* **Problem**: Every line from the start of the listing below through the line that contains "registered in any" is to be reproduced word for word.

>>>

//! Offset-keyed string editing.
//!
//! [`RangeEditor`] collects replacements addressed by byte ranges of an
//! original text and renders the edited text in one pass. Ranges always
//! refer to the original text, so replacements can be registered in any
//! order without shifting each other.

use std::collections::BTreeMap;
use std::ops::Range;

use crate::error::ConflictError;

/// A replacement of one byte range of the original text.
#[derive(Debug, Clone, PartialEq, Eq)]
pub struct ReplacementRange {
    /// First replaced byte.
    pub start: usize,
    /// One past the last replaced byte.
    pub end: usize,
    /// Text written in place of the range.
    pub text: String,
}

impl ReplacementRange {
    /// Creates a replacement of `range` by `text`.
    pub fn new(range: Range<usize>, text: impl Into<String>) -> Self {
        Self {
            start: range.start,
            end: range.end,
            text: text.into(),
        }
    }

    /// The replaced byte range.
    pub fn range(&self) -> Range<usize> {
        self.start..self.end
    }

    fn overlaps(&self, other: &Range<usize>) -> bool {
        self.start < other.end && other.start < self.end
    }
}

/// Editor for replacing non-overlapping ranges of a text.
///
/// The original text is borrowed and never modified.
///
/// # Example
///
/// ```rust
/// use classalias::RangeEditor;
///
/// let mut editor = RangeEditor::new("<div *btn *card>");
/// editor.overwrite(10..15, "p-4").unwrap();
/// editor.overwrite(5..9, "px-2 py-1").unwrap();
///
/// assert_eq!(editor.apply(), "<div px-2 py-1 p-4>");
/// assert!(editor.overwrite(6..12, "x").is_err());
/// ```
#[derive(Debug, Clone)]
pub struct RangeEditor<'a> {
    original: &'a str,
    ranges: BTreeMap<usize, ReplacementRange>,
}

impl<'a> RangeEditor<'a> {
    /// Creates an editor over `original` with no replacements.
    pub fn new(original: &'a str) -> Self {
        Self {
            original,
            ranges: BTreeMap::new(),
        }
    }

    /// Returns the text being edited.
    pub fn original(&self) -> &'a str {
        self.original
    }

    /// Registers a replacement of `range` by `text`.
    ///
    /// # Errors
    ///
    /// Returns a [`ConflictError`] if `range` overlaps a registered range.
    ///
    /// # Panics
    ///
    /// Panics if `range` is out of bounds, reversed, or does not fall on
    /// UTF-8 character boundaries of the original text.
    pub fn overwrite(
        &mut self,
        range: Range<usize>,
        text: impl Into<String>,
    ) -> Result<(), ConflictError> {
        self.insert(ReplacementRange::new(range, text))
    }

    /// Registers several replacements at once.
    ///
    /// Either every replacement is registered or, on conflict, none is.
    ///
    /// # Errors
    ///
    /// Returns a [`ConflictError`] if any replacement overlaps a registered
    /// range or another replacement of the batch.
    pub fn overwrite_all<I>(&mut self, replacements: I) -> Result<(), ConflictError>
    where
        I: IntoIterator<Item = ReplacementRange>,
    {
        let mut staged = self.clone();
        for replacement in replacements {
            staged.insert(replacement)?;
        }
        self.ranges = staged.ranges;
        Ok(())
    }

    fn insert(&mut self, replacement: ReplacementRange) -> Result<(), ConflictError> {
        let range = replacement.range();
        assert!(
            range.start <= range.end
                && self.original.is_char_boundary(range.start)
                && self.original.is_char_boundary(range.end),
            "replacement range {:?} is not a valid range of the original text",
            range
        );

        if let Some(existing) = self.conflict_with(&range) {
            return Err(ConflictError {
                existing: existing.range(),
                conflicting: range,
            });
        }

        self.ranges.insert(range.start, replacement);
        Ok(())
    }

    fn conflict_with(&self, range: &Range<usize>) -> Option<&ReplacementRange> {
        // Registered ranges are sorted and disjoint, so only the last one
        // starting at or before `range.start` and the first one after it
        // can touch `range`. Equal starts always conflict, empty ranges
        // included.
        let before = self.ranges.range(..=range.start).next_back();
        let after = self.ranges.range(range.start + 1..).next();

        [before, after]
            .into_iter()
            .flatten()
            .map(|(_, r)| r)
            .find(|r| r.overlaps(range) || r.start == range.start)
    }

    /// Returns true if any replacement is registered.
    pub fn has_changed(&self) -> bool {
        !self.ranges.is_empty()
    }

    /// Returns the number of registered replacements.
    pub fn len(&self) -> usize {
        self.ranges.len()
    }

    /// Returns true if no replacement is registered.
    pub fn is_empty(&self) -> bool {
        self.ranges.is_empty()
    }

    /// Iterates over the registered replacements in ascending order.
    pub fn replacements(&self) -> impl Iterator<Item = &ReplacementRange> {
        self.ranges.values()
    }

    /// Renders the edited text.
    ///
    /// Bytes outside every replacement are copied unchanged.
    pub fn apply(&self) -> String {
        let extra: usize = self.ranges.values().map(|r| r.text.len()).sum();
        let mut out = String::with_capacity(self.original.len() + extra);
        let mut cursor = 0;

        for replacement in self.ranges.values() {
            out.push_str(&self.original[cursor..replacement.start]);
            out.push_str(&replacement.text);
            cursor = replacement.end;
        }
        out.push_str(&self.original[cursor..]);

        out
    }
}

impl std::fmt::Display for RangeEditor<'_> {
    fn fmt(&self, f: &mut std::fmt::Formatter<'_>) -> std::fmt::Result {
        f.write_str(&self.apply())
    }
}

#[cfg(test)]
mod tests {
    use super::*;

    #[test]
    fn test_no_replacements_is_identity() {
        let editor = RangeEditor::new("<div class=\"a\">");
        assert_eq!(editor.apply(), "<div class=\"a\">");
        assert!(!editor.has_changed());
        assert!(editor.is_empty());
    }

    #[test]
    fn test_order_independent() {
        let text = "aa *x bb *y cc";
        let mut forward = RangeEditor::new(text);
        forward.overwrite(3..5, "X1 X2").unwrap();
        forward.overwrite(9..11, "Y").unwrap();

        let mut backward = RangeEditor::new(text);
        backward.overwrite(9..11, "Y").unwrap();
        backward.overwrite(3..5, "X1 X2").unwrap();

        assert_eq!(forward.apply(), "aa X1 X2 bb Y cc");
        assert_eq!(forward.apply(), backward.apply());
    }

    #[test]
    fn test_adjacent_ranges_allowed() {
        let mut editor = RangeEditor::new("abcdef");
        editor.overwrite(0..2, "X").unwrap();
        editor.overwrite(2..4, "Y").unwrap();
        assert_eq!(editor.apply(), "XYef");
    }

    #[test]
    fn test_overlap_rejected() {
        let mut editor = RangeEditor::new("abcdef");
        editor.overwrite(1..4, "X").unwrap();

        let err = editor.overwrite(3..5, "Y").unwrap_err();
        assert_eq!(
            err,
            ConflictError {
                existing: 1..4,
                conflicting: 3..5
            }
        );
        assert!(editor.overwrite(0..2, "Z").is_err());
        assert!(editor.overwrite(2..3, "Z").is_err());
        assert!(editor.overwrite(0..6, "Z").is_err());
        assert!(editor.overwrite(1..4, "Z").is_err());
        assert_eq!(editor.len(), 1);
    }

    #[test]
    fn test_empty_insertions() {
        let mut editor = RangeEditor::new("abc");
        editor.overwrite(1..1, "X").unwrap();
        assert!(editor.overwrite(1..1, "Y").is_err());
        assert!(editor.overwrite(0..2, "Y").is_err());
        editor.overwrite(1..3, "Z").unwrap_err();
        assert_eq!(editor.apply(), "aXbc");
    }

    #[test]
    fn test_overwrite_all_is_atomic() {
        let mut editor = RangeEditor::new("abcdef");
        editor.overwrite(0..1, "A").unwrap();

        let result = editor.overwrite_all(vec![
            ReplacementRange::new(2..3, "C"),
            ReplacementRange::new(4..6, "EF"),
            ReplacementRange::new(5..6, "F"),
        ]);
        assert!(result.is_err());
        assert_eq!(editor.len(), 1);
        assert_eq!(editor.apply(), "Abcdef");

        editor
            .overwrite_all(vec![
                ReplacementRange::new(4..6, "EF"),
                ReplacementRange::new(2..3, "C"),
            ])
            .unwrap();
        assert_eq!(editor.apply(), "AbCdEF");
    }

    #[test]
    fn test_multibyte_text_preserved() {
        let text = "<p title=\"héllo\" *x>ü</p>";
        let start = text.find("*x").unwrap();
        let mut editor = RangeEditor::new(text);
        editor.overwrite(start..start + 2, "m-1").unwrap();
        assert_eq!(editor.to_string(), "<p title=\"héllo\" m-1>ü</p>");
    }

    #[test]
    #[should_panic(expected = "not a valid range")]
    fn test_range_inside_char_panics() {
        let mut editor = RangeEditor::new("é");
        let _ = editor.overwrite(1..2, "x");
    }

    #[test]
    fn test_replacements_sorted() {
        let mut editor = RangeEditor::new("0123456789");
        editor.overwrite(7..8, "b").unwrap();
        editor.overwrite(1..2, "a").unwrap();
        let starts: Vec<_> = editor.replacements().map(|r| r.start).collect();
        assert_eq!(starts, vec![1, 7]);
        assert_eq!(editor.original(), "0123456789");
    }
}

<<<

* **Final answer**:
//! Offset-keyed string editing.
//!
//! [`RangeEditor`] collects replacements addressed by byte ranges of an
//! original text and renders the edited text in one pass. Ranges always
//! refer to the original text, so replacements can be registered in any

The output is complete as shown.